Victoria Tower Gardens is a public park along the north bank of the River Thames in London, adjacent to the Victoria Tower, at the south-western corner of the Palace of Westminster. The park, extends southwards from the Palace to Lambeth Bridge, between Millbank and the river. It forms part of the Thames Embankment.

Victoria Tower Gardens is a Grade II* listed park created in two stages in 1879–81 and 1913–14. It is in a conservation area, is partly within the UNESCO World Heritage Site of Westminster, and is designated a zone of Monument Saturation.

History

The northern part of the gardens was acquired by the Government under the Houses of Parliament Act 1867 in order to reduce the fire risk to the Palace of Westminster from the wharves there. There was disagreement about whether at least some of the land should be built on, but eventually the newspaper retailer William Henry Smith donated £1000 towards laying it out as an open space and Parliament paid the remaining £1400 needed. The gardens opened in 1881. The Government promised Smith that the land would be maintained as a recreation ground.

A private scheme to rebuild the area south of the gardens was discussed in Parliament in 1898 in the Victoria Embankment extension and St John's Improvement Bill, and was rejected because it did not include extending the Gardens. London County Council then brought forward its own scheme for widening Millbank, extending the Thames embankment and enlarging the open space southwards to Lambeth Bridge. The Commissioners of Works were expected to give up a small part of the existing Gardens for the road widening, and, in order to honour the promise to Smith, insisted that it be expressly provided in the Act authorising the scheme that the new land between Millbank and the river be laid out as a garden. Consequently the London County Council (Improvements) Act 1900, which authorised the scheme, provided that the new land between Millbank and the Thames should be "laid out and maintained ... for use as a garden open to the public and as an integral part of the existing Victoria Tower Garden". The new land was laid out as a garden in 1913-14 and opened to the public on 30 June 1914.

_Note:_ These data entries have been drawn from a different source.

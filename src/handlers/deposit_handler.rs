//! Deposit Handler
//!
//! Credits the acting account. Deposits need no sufficiency check, so the
//! mutator's own unit of work is enough.

use std::sync::Arc;

use crate::domain::{Amount, OperationContext};
use crate::error::AppError;
use crate::ledger::LedgerStore;

use super::mutator::BalanceMutator;
use super::{resolve_account, BalanceChange, DepositCommand};

/// Handler for deposits
pub struct DepositHandler {
    store: Arc<dyn LedgerStore>,
    mutator: BalanceMutator,
}

impl DepositHandler {
    pub fn new(store: Arc<dyn LedgerStore>) -> Self {
        Self {
            mutator: BalanceMutator::new(Arc::clone(&store)),
            store,
        }
    }

    /// Execute the deposit command
    pub async fn execute(
        &self,
        command: DepositCommand,
        context: &OperationContext,
    ) -> Result<BalanceChange, AppError> {
        let amount = Amount::new(command.amount)?;

        let account = resolve_account(self.store.as_ref(), command.account_number).await?;
        let change = self.mutator.apply_delta(&account, amount.as_credit()).await?;

        tracing::info!(
            correlation_id = ?context.correlation_id,
            client_ip = ?context.client_ip,
            account_number = change.number,
            amount = amount.value(),
            new_balance = change.new_balance,
            "Deposit completed"
        );

        Ok(change)
    }
}
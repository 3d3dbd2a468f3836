//! bank_api - Bank account management API
//!
//! Accounts, session tokens, deposits, withdrawals and transfers over a
//! ledger store that serializes every balance change.

use std::net::SocketAddr;
use std::sync::Arc;

use sqlx::postgres::PgPoolOptions;
use sqlx::PgPool;

use bank_api::api::{self, AppState};
use bank_api::auth::JwtKeys;
use bank_api::{db, telemetry};
use bank_api::{Config, InMemoryLedgerStore, LedgerStore, PgLedgerStore, StoreBackend};

/// Open the configured ledger store, returning the pool when there is one
async fn open_store(config: &Config) -> anyhow::Result<(Arc<dyn LedgerStore>, Option<PgPool>)> {
    match config.store_backend {
        StoreBackend::Memory => {
            tracing::warn!("Using the in-memory ledger store; balances are lost on exit");
            Ok((Arc::new(InMemoryLedgerStore::new(config.store_timeout)), None))
        }
        StoreBackend::Postgres => {
            let database_url = config
                .database_url
                .as_deref()
                .ok_or_else(|| anyhow::anyhow!("DATABASE_URL is required for the postgres store"))?;

            tracing::info!("Connecting to database...");

            let pool = PgPoolOptions::new()
                .max_connections(config.database_max_connections)
                .acquire_timeout(config.store_timeout)
                .connect(database_url)
                .await?;

            db::verify_connection(&pool).await?;
            db::init_schema(&pool).await?;

            if !db::check_schema(&pool).await? {
                tracing::error!("Database schema is not complete");
                return Err(anyhow::anyhow!("Database schema incomplete"));
            }

            tracing::info!("Database connected successfully");

            let store = PgLedgerStore::new(pool.clone(), config.store_timeout);
            Ok((Arc::new(store), Some(pool)))
        }
    }
}

#[tokio::main]
async fn main() -> anyhow::Result<()> {
    // Load environment variables
    dotenvy::dotenv().ok();

    let config = Config::from_env()?;

    telemetry::init_tracing(config.is_production());

    tracing::info!(?config, "Starting bank_api server");

    let addr: SocketAddr = format!("{}:{}", config.host, config.port).parse()?;

    let (store, pool) = open_store(&config).await?;
    tracing::info!(backend = store.backend(), "Ledger store ready");

    let state = AppState::new(store, JwtKeys::new(&config.jwt_secret, config.jwt_ttl_seconds));
    let app = api::create_router(state);

    tracing::info!("Listening on http://{}", addr);
    let listener = tokio::net::TcpListener::bind(addr).await?;

    axum::serve(
        listener,
        app.into_make_service_with_connect_info::<SocketAddr>(),
    )
    .with_graceful_shutdown(shutdown_signal())
    .await?;

    tracing::info!("Server shutting down...");
    if let Some(pool) = pool {
        pool.close().await;
        tracing::info!("Database connections closed");
    }

    Ok(())
}

/// Resolve on Ctrl+C or SIGTERM
async fn shutdown_signal() {
    let ctrl_c = async {
        if let Err(e) = tokio::signal::ctrl_c().await {
            tracing::error!(error = %e, "Failed to install Ctrl+C handler");
            std::future::pending::<()>().await;
        }
    };

    #[cfg(unix)]
    let terminate = async {
        match tokio::signal::unix::signal(tokio::signal::unix::SignalKind::terminate()) {
            Ok(mut signal) => {
                signal.recv().await;
            }
            Err(e) => {
                tracing::error!(error = %e, "Failed to install SIGTERM handler");
                std::future::pending::<()>().await;
            }
        }
    };

    #[cfg(not(unix))]
    let terminate = std::future::pending::<()>();

    tokio::select! {
        _ = ctrl_c => {
            tracing::info!("Received Ctrl+C, initiating graceful shutdown...");
        },
        _ = terminate => {
            tracing::info!("Received SIGTERM, initiating graceful shutdown...");
        },
    }
}
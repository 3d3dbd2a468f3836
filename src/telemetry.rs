//! Tracing setup shared by the binaries

use tracing_subscriber::{layer::SubscriberExt, util::SubscriberInitExt, EnvFilter};

/// Default filter when `RUST_LOG` is unset
pub const DEFAULT_FILTER: &str = "bank_api=debug,tower_http=debug";

/// Initialize tracing/logging
///
/// `json` switches the fmt layer to one JSON object per line.
pub fn init_tracing(json: bool) {
    let filter = EnvFilter::try_from_default_env().unwrap_or_else(|_| DEFAULT_FILTER.into());
    let registry = tracing_subscriber::registry().with(filter);

    if json {
        registry.with(tracing_subscriber::fmt::layer().json()).init();
    } else {
        registry.with(tracing_subscriber::fmt::layer()).init();
    }
}
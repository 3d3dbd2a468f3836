//! Account Handlers
//!
//! Account creation, login and deletion. None of these touch balances
//! except deletion, which waits for in-flight units of work on the account.

use std::sync::Arc;

use crate::auth::{self, JwtKeys};
use crate::domain::{NewAccount, OperationContext};
use crate::error::AppError;
use crate::ledger::{LedgerError, LedgerStore};

use super::{CreateAccountCommand, LoginCommand, SessionResult};

/// Attempts at drawing an unused account number
const MAX_NUMBER_ATTEMPTS: usize = 5;

// =========================================================================
// CreateAccountHandler
// =========================================================================

/// Handler for account creation
pub struct CreateAccountHandler {
    store: Arc<dyn LedgerStore>,
    jwt: Arc<JwtKeys>,
}

impl CreateAccountHandler {
    pub fn new(store: Arc<dyn LedgerStore>, jwt: Arc<JwtKeys>) -> Self {
        Self { store, jwt }
    }

    /// Execute the create account command
    pub async fn execute(
        &self,
        command: CreateAccountCommand,
        context: &OperationContext,
    ) -> Result<SessionResult, AppError> {
        validate_name("firstName", &command.first_name)?;
        validate_name("lastName", &command.last_name)?;
        if command.password.is_empty() {
            return Err(AppError::InvalidRequest("password must not be empty".to_string()));
        }

        let credential_hash = hash_password(command.password).await?;
        let mut new_account =
            NewAccount::new(command.first_name, command.last_name, credential_hash);

        let mut attempt = 1;
        let account = loop {
            match self.store.create(new_account.clone()).await {
                Ok(account) => break account,
                Err(LedgerError::Conflict(number)) if attempt < MAX_NUMBER_ATTEMPTS => {
                    tracing::debug!(number, attempt, "Account number taken, drawing another");
                    new_account.regenerate_number();
                    attempt += 1;
                }
                Err(err) => return Err(err.into()),
            }
        };

        let token = self.jwt.create_token(account.number)?;

        tracing::info!(
            correlation_id = ?context.correlation_id,
            client_ip = ?context.client_ip,
            account_id = account.id,
            account_number = account.number,
            "Account created"
        );

        Ok(SessionResult {
            id: account.id,
            number: account.number,
            token,
        })
    }
}

fn validate_name(field: &str, value: &str) -> Result<(), AppError> {
    if value.trim().is_empty() {
        return Err(AppError::InvalidRequest(format!("{} must not be empty", field)));
    }
    // Column is varchar(50)
    if value.chars().count() > 50 {
        return Err(AppError::InvalidRequest(format!(
            "{} must be at most 50 characters",
            field
        )));
    }
    Ok(())
}

// =========================================================================
// LoginHandler
// =========================================================================

/// Handler for password login
pub struct LoginHandler {
    store: Arc<dyn LedgerStore>,
    jwt: Arc<JwtKeys>,
}

impl LoginHandler {
    pub fn new(store: Arc<dyn LedgerStore>, jwt: Arc<JwtKeys>) -> Self {
        Self { store, jwt }
    }

    /// Execute the login command
    ///
    /// An unknown number and a wrong password fail the same way.
    pub async fn execute(
        &self,
        command: LoginCommand,
        context: &OperationContext,
    ) -> Result<SessionResult, AppError> {
        let account = match self.store.get_by_number(command.number).await {
            Ok(account) => account,
            Err(err) if err.is_not_found() => return Err(AppError::InvalidCredentials),
            Err(err) => return Err(err.into()),
        };

        if !verify_password(command.password, account.credential_hash.clone()).await? {
            tracing::info!(
                correlation_id = ?context.correlation_id,
                client_ip = ?context.client_ip,
                account_number = account.number,
                "Login rejected"
            );
            return Err(AppError::InvalidCredentials);
        }

        let token = self.jwt.create_token(account.number)?;

        tracing::info!(
            correlation_id = ?context.correlation_id,
            client_ip = ?context.client_ip,
            account_number = account.number,
            "Login succeeded"
        );

        Ok(SessionResult {
            id: account.id,
            number: account.number,
            token,
        })
    }
}

// =========================================================================
// DeleteAccountHandler
// =========================================================================

/// Command to delete an account
#[derive(Debug, Clone, Copy)]
pub struct DeleteAccountCommand {
    pub account_id: i64,
}

impl DeleteAccountCommand {
    pub fn new(account_id: i64) -> Self {
        Self { account_id }
    }
}

/// Handler for account deletion
pub struct DeleteAccountHandler {
    store: Arc<dyn LedgerStore>,
}

impl DeleteAccountHandler {
    pub fn new(store: Arc<dyn LedgerStore>) -> Self {
        Self { store }
    }

    /// Execute the delete account command
    pub async fn execute(
        &self,
        command: DeleteAccountCommand,
        context: &OperationContext,
    ) -> Result<i64, AppError> {
        self.store.delete(command.account_id).await?;

        tracing::info!(
            correlation_id = ?context.correlation_id,
            client_ip = ?context.client_ip,
            account_id = command.account_id,
            "Account deleted"
        );

        Ok(command.account_id)
    }
}

// argon2 runs on the blocking pool

async fn hash_password(password: String) -> Result<String, AppError> {
    tokio::task::spawn_blocking(move || auth::hash_password(&password))
        .await
        .map_err(|e| AppError::Internal(e.to_string()))?
        .map_err(AppError::from)
}

async fn verify_password(password: String, credential_hash: String) -> Result<bool, AppError> {
    tokio::task::spawn_blocking(move || auth::verify_password(&password, &credential_hash))
        .await
        .map_err(|e| AppError::Internal(e.to_string()))
}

A number of wharves were compulsorily purchased under the 1900 Act, including Dorset Wharf which was purchased from George Taverner Miller, son of Taverner John Miller, from where he ran a "Sperm Oil Merchants and Spermaceti refining" business. The effects from this business and others were sold in 1905.

The original gardens had a formal layout, with a central shrubbery. The garden was replanned with a less formal layout in 1913–14, with a shrubbery further south. In 1956 the shrubbery and trees in the lawns were removed in order to provide more of a parkland atmosphere and an uninterrupted view of the Palace of Westminster. The changes included (in 1957) erection in the Gardens of the Buxton Memorial. The present layout is essentially that of 1956–57.

Features

The park features:
A cast of the sculpture The Burghers of Calais by Auguste Rodin, purchased by the British government in 1911 and positioned in the gardens in 1914.
A 1930 statue of the suffragette Emmeline Pankhurst by Arthur George Walker, now entitled the Emmeline and Christabel Pankhurst Memorial
The Buxton Memorial Fountain – originally constructed in Parliament Square, this was removed in 1940 and placed in its present position in 1957. It was commissioned by Charles Buxton MP to commemorate the Act of 1833 abolishing slavery in British-ruled territories, dedicated to his father Thomas Fowell Buxton, and designed by Gothic architect Samuel Sanders Teulon (1812–1873) in 1865.
 A stone wall with two modern-style goats with kids – situated at the southern end of the Gardens.
 From 4 to 11 August 2014 the light installation spectra by Japanese artist Ryoji Ikeda was situated in the gardens to commemorate the centenary of the start of the First World War.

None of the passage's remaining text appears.